Saved data entries

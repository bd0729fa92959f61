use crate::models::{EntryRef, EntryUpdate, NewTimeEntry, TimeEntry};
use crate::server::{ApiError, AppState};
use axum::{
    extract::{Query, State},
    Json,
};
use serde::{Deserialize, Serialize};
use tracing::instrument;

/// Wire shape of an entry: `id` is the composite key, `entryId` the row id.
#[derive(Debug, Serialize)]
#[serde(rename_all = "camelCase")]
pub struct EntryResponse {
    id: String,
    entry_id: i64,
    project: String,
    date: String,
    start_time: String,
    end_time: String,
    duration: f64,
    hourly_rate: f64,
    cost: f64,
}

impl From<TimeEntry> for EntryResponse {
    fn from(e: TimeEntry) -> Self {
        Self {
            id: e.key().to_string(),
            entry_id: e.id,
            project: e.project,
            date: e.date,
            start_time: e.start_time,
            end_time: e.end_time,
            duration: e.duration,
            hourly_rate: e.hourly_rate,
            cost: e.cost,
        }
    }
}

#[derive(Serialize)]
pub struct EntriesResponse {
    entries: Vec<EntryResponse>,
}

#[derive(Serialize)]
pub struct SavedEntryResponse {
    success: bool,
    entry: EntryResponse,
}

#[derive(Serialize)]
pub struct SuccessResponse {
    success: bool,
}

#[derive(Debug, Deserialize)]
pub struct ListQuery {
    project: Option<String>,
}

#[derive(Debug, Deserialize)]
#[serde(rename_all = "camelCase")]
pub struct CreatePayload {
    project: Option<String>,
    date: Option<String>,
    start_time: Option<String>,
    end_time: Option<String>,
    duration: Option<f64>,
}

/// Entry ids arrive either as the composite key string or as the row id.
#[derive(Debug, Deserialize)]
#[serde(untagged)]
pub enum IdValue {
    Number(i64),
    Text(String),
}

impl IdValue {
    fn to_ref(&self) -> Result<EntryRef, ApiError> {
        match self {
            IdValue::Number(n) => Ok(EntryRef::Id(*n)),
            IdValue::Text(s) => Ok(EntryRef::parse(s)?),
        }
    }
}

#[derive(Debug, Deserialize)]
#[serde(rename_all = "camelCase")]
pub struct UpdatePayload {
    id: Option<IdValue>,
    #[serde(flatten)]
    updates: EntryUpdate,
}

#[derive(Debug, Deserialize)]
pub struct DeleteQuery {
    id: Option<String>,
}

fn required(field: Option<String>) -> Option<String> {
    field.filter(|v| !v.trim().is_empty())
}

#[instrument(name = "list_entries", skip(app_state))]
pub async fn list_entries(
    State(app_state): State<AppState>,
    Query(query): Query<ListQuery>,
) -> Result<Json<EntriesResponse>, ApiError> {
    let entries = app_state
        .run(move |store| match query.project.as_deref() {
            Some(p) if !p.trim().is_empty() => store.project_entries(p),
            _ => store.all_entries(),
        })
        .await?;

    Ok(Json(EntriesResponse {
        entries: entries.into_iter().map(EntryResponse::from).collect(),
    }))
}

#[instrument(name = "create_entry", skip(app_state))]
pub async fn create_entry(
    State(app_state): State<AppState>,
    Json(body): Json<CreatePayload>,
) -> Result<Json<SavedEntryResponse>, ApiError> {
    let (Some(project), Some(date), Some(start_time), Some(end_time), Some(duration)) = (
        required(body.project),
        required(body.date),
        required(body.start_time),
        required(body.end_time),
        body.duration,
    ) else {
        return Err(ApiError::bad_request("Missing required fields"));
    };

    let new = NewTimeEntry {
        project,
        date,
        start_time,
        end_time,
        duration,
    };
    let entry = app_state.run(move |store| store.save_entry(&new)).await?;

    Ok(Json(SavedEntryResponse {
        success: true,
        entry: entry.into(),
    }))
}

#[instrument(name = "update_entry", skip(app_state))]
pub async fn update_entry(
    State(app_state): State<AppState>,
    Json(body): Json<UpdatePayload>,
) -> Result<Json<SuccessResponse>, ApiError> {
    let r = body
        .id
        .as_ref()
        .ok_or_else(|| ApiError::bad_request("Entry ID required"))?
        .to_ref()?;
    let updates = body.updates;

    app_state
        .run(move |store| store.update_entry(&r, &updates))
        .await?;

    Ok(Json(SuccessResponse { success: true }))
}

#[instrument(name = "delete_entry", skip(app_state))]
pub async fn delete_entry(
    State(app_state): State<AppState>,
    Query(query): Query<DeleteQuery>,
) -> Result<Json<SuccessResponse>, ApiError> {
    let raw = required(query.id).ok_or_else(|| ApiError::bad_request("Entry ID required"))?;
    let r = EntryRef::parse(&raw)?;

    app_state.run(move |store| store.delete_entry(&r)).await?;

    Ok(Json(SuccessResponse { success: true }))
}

● Work instructions: Give back the opening line of the records above and every line after it, up to and including the one with "pub struct UpdatePayload", unchanged.

● The completed task:
repository bd0729fa92959f61
use crate::models::{EntryRef, EntryUpdate, NewTimeEntry, TimeEntry};
use crate::server::{ApiError, AppState};
use axum::{
    extract::{Query, State},
    Json,
};
use serde::{Deserialize, Serialize};
use tracing::instrument;

/// Wire shape of an entry: `id` is the composite key, `entryId` the row id.
#[derive(Debug, Serialize)]
#[serde(rename_all = "camelCase")]
pub struct EntryResponse {
    id: String,
    entry_id: i64,
    project: String,
    date: String,
    start_time: String,
    end_time: String,
    duration: f64,
    hourly_rate: f64,
    cost: f64,
}

impl From<TimeEntry> for EntryResponse {
    fn from(e: TimeEntry) -> Self {
        Self {
            id: e.key().to_string(),
            entry_id: e.id,
            project: e.project,
            date: e.date,
            start_time: e.start_time,
            end_time: e.end_time,
            duration: e.duration,
            hourly_rate: e.hourly_rate,
            cost: e.cost,
        }
    }
}

#[derive(Serialize)]
pub struct EntriesResponse {
    entries: Vec<EntryResponse>,
}

#[derive(Serialize)]
pub struct SavedEntryResponse {
    success: bool,
    entry: EntryResponse,
}

#[derive(Serialize)]
pub struct SuccessResponse {
    success: bool,
}

#[derive(Debug, Deserialize)]
pub struct ListQuery {
    project: Option<String>,
}

#[derive(Debug, Deserialize)]
#[serde(rename_all = "camelCase")]
pub struct CreatePayload {
    project: Option<String>,
    date: Option<String>,
    start_time: Option<String>,
    end_time: Option<String>,
    duration: Option<f64>,
}

/// Entry ids arrive either as the composite key string or as the row id.
#[derive(Debug, Deserialize)]
#[serde(untagged)]
pub enum IdValue {
    Number(i64),
    Text(String),
}

impl IdValue {
    fn to_ref(&self) -> Result<EntryRef, ApiError> {
        match self {
            IdValue::Number(n) => Ok(EntryRef::Id(*n)),
            IdValue::Text(s) => Ok(EntryRef::parse(s)?),
        }
    }
}

#[derive(Debug, Deserialize)]
#[serde(rename_all = "camelCase")]
pub struct UpdatePayload {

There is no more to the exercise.